Young People to repay benefits by taking out a loan!?

Jobs Centre

Back in late 2008 when I penned the draft of the Campaign’s Open Letter I suggested that a window of opportunity might be emerging, that the system was in crisis [and I hadn’t been drinking]. Over six years later, whatever my hopes, neo-liberalism has survived scandal after scandal testifying to its inherent greed. Indeed the austerity, which serves only to widen inequality, continues to be imposed. The window is barely ajar. In this context we should take seriously the latest proposals from an influential group within the Tory Party. The war on young people and society at large continues apace.

Turn benefits into repayable loan, says Tory group

“Young individuals who have not yet paid national insurance contributions for a certain period, five years say, could receive their unemployment benefit in the form of a repayable loan.

“An unemployed teenager would still receive the same amount of cash as now, for example, but they would be expected to repay the value once in work.

“Turning an entitlement into a loan would mean that people would still be supported while out of work, but would have an additional incentive to find work rather than allow the debt to build up.”

Even if someone was out of work for the entire seven years between 18 and 25, “the total sum repayable would be £20,475 – considerably less than the tuition fees loan repayable by many of his or her peers”.

This is the neo-liberal version of equality. Students must pay for their education. Young people must pay in future for their benefits. Meanwhile the Market fails to deliver jobs.

See The NEET problem is also a jobs problem by Martin Allen

Yet the NEETs problem represents the sharp end of a wider youth employment problem.

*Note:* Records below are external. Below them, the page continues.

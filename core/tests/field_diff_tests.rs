use record_diff::{DiffConfig, DiffStatus, FieldMap, SpanKind, diff_fields, left_text, right_text};
use serde_json::{Value, json};

fn map(entries: &[(&str, Value)]) -> FieldMap {
    entries
        .iter()
        .map(|(k, v)| (k.to_string(), v.clone()))
        .collect()
}

#[test]
fn every_key_of_the_union_appears_once_sorted() {
    let left = map(&[("b", json!(1)), ("a", json!("x")), ("d", json!(true))]);
    let right = map(&[("c", json!(2)), ("a", json!("y")), ("d", json!(true))]);
    let rows = diff_fields(&left, &right, &DiffConfig::default());

    let keys: Vec<&str> = rows.iter().map(|r| r.key.as_str()).collect();
    assert_eq!(keys, vec!["a", "b", "c", "d"]);

    let statuses: Vec<DiffStatus> = rows.iter().map(|r| r.status).collect();
    assert_eq!(
        statuses,
        vec![
            DiffStatus::Changed,
            DiffStatus::Removed,
            DiffStatus::Added,
            DiffStatus::Unchanged,
        ]
    );
}

#[test]
fn added_and_removed_rows_have_one_side() {
    let left = map(&[("gone", json!("old"))]);
    let right = map(&[("new", json!(5))]);
    let rows = diff_fields(&left, &right, &DiffConfig::default());

    let gone = rows.iter().find(|r| r.key == "gone").expect("gone row");
    assert_eq!(gone.left.as_deref(), Some("old"));
    assert_eq!(gone.right, None);
    assert!(gone.spans.is_none());

    let new = rows.iter().find(|r| r.key == "new").expect("new row");
    assert_eq!(new.left, None);
    assert_eq!(new.right.as_deref(), Some("5"));
}

#[test]
fn changed_rows_carry_reconstructible_spans() {
    let left = map(&[("title", json!("Quarterly report"))]);
    let right = map(&[("title", json!("Quarterly review"))]);
    let rows = diff_fields(&left, &right, &DiffConfig::default());

    let spans = rows[0].spans.as_ref().expect("spans for changed field");
    assert_eq!(left_text(spans), "Quarterly report");
    assert_eq!(right_text(spans), "Quarterly review");
    let common: usize = spans
        .iter()
        .filter(|s| s.kind == SpanKind::Equal)
        .map(|s| s.text.chars().count())
        .sum();
    assert_eq!(common, "Quarterly re".len());
}

#[test]
fn structurally_equal_values_are_unchanged() {
    let left = map(&[
        ("obj", json!({"b": 1, "a": [1, 2]})),
        ("num", json!(3.0)),
    ]);
    let right = map(&[
        ("obj", json!({"a": [1, 2], "b": 1})),
        ("num", json!(3)),
    ]);
    let rows = diff_fields(&left, &right, &DiffConfig::default());
    assert!(rows.iter().all(|r| r.status == DiffStatus::Unchanged));
}

#[test]
fn null_and_structured_values_are_stringified() {
    let left = map(&[("n", Value::Null), ("list", json!([1, "two"]))]);
    let right = map(&[("n", json!("")), ("list", json!([1, "two", 3]))]);
    let rows = diff_fields(&left, &right, &DiffConfig::default());

    let list = &rows[0];
    assert_eq!(list.key, "list");
    assert_eq!(list.left.as_deref(), Some(r#"[1,"two"]"#));
    assert_eq!(list.status, DiffStatus::Changed);

    let n = &rows[1];
    assert_eq!(n.left.as_deref(), Some("null"));
    assert_eq!(n.right.as_deref(), Some(""));
    assert_eq!(n.status, DiffStatus::Changed);
}

#[test]
fn guarded_values_have_no_spans() {
    let long = "x".repeat(5_000);
    let left = map(&[("blob", json!(long))]);
    let right = map(&[("blob", json!("short"))]);
    let rows = diff_fields(&left, &right, &DiffConfig::default());
    assert_eq!(rows[0].status, DiffStatus::Changed);
    assert!(rows[0].spans.is_none());
}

While there’s a notable correlation between low levels of qualifications and becoming NEET and that NEET’s are more likely to have lower levels of basic skills, at the other end of the spectrum is the increased numbers of youth people who are ‘over skilled’ and ‘underemployed’ in the work they do –OECD now puts this figure at I in 8.

This problem is particularly acute in the UK with up to a third of graduates having to take non-graduate jobs, resulting in the bumping down of those who would generally have done these jobs into lower skilled and lower paid employment. Because there’s been a more than proportionate increase in the growth of unskilled work, there’s been an even larger increase in the number of people or who are able to do it. Generally employers will favour those with more qualifications. But, something on which UK skills agencies regularly comment, unless there are proper incentives employers are less likely to want to employ young people without previous employment experience, when they can take on adults instead.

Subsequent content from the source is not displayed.